The program pays great attention to striking a balance between hard and soft skills, as well as developing the graduates’ product thinking: graduates must be able to not only program services and train neural networks, but also create AI products that would solve real issues.
“I won’t speak for the whole market sector, but our ML-focused company, which employs over 100 staff members, is looking for specialists who have practical experience with deploying models and applying ML in production. We always hire those who are capable of creating scalable ML services. But now is the first time that we can participate in their training, too: familiarize them with our tech stack and cases and involve them in our business processes. It’s important for us that these talented kids are able to start working on middle engineer-level tasks while they’re still at university,” says Pavel Podkorytov.
Learning process
As part of various project teams, the students will go through all stages of AI development: from collecting and labeling data and mapping its distribution routes to training deep neural networks, developing backend services, and integrating them into UI via APIs. The program requires students to complete at least six project modules. In order to complete each one, they will need to present a functioning software service that meets all requirements set by the client.
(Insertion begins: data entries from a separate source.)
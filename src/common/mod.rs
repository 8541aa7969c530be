//! Data model shared by agents, builders and the training loop.
//!
//! - [`types`] -- poses, trajectories, ego status, agent input and scenes.
//! - [`sensors`] -- the sensor selection an agent declares.

pub mod sensors;
pub mod types;

pub use sensors::{SensorChannel, SensorConfig};
pub use types::{
    AgentInput, EgoStatus, Pose, Scene, SensorFrame, Trajectory, TrajectorySampling, POSE_DIM,
};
Other learning elements change, too: lecturers become project module authors, lectures turn into introductions to each week of a module, lab classes are replaced with expert guidance, and exam questions are swapped for project defenses and interviews focused on assessing a student’s soft and hard skills.
Upon completion of their first year, students will have become familiar with classic methods of machine learning, computer vision technologies, and natural language processing. The first year will also culminate in a three-month internship in a project team at one of the program’s industrial partners. In their second year, students will work on a graduation project in one of several formats: they may choose to develop AI solutions with a partner company’s project team, conduct an applied study using data science methods, join an open-source project, or launch a startup at an AI accelerator.
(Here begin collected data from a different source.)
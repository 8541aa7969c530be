//! Sensor selection declared by agents.
//!
//! An agent returns a [`SensorConfig`] from `Agent::sensor_config`; whoever
//! materializes sensor data reads it to decide which channels and which
//! history frames to load.

use std::collections::BTreeMap;
use std::fmt;

use serde::{Deserialize, Serialize};

/// A physical sensor channel on the ego vehicle.
#[derive(Debug, Clone, Copy, PartialEq, Eq, PartialOrd, Ord, Hash, Serialize, Deserialize)]
pub enum SensorChannel {
    #[serde(rename = "CAM_F0")]
    CamF0,
    #[serde(rename = "CAM_L0")]
    CamL0,
    #[serde(rename = "CAM_L1")]
    CamL1,
    #[serde(rename = "CAM_L2")]
    CamL2,
    #[serde(rename = "CAM_R0")]
    CamR0,
    #[serde(rename = "CAM_R1")]
    CamR1,
    #[serde(rename = "CAM_R2")]
    CamR2,
    #[serde(rename = "CAM_B0")]
    CamB0,
    #[serde(rename = "LIDAR_PC")]
    LidarPc,
}

impl SensorChannel {
    pub const ALL: [SensorChannel; 9] = [
        Self::CamF0,
        Self::CamL0,
        Self::CamL1,
        Self::CamL2,
        Self::CamR0,
        Self::CamR1,
        Self::CamR2,
        Self::CamB0,
        Self::LidarPc,
    ];

    pub fn as_str(self) -> &'static str {
        match self {
            Self::CamF0 => "CAM_F0",
            Self::CamL0 => "CAM_L0",
            Self::CamL1 => "CAM_L1",
            Self::CamL2 => "CAM_L2",
            Self::CamR0 => "CAM_R0",
            Self::CamR1 => "CAM_R1",
            Self::CamR2 => "CAM_R2",
            Self::CamB0 => "CAM_B0",
            Self::LidarPc => "LIDAR_PC",
        }
    }
}

impl fmt::Display for SensorChannel {
    fn fmt(&self, f: &mut fmt::Formatter<'_>) -> fmt::Result {
        f.write_str(self.as_str())
    }
}

/// Which history frames of which channels an agent needs.
///
/// A channel that is absent (or mapped to an empty list) is not loaded.
#[derive(Debug, Clone, PartialEq, Eq, Default, Serialize, Deserialize)]
pub struct SensorConfig {
    #[serde(default)]
    channels: BTreeMap<SensorChannel, Vec<usize>>,
}

impl SensorConfig {
    /// Request every channel at the given history indices.
    pub fn build_all_sensors(include: Vec<usize>) -> Self {
        Self {
            channels: SensorChannel::ALL
                .iter()
                .map(|c| (*c, include.clone()))
                .collect(),
        }
    }

    /// Request no sensor data at all (ego status only).
    pub fn build_no_sensors() -> Self {
        Self::default()
    }

    /// Request one channel at the given history indices.
    pub fn with_channel(mut self, channel: SensorChannel, include: Vec<usize>) -> Self {
        if include.is_empty() {
            self.channels.remove(&channel);
        } else {
            self.channels.insert(channel, include);
        }
        self
    }

    /// Channels with at least one requested frame, in stable order.
    pub fn enabled_channels(&self) -> Vec<SensorChannel> {
        self.channels
            .iter()
            .filter(|(_, frames)| !frames.is_empty())
            .map(|(c, _)| *c)
            .collect()
    }

    pub fn frames(&self, channel: SensorChannel) -> &[usize] {
        self.channels
            .get(&channel)
            .map(|v| v.as_slice())
            .unwrap_or(&[])
    }

    /// Whether the frame of `channel` at `history_index` should be loaded.
    pub fn admits(&self, channel: SensorChannel, history_index: usize) -> bool {
        self.frames(channel).contains(&history_index)
    }

    pub fn is_empty(&self) -> bool {
        self.enabled_channels().is_empty()
    }
}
“We’re talking to a number of Russian and international IT companies and research centers that are looking for ML engineers and AI developers. Artificial intelligence is a key component of their products and technological processes. We’re also talking to our partners among the leading companies in computer vision, conversational AI, and predictive analytics about launching project modules in their fields and organizing internships. We also see great value in collaborating with regional IT companies that have their own centers of expertise and industry-specific projects,” comments Dmitry Botov.
How to apply
The program is suitable for practicing IT specialists as well as those thinking of transitioning into the field of machine learning. Applicants must be familiar with mathematical analysis, linear algebra, probability theory, statistics and basic ML and neural network algorithms, as well as know how to program in Python.
To apply, prospective students can take a conventional interview/exam, participate in the report contest at the Congress of Young Scientists, or take part in ITMO University’s Portfolio Contest and the Mega Contest.